TASK STATEMENT: Return all the lines below in which the string "Acquired" appears.

TASK MATERIAL:
+===+

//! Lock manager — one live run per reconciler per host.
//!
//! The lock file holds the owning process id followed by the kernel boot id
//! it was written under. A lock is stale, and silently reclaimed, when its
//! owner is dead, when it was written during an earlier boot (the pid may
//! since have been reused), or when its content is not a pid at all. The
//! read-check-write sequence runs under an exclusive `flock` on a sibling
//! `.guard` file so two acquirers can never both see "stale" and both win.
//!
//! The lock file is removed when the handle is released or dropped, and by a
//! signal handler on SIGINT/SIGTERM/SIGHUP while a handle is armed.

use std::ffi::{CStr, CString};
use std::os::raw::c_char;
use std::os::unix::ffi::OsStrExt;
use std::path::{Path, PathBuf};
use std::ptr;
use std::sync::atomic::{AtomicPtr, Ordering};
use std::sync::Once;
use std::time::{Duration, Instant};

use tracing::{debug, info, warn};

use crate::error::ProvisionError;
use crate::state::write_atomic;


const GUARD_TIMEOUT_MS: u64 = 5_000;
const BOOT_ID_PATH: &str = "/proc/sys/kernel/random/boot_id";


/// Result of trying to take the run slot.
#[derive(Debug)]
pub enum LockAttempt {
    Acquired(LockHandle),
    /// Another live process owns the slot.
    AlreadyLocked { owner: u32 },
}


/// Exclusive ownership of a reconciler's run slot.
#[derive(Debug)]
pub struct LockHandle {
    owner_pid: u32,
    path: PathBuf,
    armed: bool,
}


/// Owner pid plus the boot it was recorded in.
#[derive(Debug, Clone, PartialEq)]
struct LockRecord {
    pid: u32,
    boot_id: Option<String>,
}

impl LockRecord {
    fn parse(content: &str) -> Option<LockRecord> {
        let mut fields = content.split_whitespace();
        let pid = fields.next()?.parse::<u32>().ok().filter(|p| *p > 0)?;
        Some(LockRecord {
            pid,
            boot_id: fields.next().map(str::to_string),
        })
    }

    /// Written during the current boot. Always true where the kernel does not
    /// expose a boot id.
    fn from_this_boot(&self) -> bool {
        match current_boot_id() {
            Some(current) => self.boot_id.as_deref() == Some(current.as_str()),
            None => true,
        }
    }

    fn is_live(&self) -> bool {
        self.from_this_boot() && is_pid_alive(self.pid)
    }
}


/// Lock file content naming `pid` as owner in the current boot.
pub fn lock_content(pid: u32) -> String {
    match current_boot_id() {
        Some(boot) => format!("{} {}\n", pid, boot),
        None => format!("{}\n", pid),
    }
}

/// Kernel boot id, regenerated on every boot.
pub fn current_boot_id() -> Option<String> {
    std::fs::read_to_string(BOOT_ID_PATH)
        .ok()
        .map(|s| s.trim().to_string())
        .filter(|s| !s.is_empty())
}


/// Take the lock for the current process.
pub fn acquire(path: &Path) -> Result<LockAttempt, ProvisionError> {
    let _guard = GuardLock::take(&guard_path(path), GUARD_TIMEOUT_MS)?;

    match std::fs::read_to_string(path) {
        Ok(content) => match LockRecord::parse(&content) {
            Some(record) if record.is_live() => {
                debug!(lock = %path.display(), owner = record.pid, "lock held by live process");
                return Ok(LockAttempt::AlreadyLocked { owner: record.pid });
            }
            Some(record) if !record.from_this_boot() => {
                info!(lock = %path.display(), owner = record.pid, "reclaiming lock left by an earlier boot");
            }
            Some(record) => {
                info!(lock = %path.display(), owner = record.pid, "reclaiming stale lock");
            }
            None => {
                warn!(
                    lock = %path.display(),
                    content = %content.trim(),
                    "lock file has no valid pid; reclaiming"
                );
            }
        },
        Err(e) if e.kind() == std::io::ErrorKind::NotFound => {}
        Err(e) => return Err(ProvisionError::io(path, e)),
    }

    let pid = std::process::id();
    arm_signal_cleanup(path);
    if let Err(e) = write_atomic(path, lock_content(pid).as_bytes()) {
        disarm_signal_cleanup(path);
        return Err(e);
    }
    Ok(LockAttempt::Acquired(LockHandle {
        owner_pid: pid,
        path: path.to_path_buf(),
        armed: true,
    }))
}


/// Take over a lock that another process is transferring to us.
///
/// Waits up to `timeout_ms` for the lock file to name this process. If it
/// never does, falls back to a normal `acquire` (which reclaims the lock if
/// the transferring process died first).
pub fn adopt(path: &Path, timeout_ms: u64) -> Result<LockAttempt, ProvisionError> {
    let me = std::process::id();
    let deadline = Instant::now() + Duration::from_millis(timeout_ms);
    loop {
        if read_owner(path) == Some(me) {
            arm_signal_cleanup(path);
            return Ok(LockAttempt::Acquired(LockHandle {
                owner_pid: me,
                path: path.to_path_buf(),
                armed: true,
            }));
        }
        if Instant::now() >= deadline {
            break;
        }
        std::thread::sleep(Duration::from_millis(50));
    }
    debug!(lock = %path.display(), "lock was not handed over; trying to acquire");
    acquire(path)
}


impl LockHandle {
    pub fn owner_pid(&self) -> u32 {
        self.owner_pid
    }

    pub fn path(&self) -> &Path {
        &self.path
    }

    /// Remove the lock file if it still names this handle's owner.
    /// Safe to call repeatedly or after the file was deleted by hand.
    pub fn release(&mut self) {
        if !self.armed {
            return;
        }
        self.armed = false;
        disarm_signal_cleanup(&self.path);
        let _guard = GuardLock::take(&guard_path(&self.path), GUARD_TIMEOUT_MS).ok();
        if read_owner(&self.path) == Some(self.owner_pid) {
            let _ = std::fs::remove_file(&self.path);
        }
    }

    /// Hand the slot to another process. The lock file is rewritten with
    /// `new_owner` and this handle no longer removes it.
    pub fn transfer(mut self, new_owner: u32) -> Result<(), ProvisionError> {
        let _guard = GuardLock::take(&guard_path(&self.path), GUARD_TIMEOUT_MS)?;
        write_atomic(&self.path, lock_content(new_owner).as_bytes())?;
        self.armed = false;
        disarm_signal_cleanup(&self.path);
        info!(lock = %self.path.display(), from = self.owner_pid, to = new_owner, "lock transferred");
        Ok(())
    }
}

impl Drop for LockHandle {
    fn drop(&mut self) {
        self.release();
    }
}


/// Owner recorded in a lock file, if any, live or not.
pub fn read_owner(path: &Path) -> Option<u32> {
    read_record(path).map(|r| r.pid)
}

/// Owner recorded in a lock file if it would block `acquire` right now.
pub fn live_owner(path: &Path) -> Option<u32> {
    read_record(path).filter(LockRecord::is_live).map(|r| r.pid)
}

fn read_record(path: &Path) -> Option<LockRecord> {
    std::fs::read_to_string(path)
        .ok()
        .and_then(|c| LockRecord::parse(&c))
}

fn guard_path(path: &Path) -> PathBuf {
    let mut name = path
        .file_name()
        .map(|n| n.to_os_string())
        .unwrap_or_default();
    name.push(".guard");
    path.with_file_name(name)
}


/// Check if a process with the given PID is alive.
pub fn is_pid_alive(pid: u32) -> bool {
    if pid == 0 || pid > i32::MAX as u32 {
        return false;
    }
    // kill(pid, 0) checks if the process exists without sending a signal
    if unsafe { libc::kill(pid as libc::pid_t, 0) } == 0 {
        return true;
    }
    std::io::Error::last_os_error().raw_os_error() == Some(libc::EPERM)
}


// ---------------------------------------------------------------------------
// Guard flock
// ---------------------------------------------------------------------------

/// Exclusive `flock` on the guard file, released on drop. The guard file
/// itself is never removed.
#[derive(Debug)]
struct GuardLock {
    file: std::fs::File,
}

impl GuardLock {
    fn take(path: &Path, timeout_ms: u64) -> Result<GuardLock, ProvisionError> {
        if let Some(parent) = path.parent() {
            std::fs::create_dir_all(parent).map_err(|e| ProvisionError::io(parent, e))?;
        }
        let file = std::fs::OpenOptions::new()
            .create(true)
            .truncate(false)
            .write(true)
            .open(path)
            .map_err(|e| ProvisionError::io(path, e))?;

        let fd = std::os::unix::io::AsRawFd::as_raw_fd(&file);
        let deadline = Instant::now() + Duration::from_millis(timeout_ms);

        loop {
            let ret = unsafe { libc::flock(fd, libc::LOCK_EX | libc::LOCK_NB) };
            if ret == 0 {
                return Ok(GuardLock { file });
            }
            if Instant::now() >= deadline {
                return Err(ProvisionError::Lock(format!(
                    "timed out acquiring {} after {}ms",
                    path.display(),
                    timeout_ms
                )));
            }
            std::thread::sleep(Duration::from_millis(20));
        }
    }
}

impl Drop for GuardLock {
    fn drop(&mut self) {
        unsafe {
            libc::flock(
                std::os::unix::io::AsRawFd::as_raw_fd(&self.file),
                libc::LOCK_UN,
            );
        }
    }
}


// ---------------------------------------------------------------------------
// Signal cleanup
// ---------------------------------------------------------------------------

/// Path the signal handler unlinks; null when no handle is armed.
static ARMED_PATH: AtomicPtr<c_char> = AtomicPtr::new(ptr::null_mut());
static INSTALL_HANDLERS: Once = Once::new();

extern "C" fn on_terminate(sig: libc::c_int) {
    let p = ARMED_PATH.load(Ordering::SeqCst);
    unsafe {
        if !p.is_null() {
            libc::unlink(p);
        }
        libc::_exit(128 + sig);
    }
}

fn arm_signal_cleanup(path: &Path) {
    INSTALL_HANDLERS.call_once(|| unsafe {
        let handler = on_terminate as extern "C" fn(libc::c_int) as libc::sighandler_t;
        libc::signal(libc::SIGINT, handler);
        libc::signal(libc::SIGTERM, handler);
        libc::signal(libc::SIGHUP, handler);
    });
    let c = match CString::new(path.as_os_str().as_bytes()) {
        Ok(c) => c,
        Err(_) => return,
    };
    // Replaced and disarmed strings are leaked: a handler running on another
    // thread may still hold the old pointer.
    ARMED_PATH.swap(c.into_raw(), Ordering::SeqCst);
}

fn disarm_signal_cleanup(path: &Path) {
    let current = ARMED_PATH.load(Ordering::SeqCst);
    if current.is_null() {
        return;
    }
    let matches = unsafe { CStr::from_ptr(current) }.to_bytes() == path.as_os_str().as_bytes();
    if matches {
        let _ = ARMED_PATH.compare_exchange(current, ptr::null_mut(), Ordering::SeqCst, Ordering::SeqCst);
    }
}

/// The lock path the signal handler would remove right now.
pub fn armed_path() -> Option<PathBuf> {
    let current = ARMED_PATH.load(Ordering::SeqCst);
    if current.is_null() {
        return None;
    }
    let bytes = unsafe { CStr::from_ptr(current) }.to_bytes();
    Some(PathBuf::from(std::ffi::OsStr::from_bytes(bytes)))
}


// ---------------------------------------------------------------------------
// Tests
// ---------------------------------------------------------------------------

+===+

RESULT OF THE TASK:
    Acquired(LockHandle),
    Ok(LockAttempt::Acquired(LockHandle {
            return Ok(LockAttempt::Acquired(LockHandle {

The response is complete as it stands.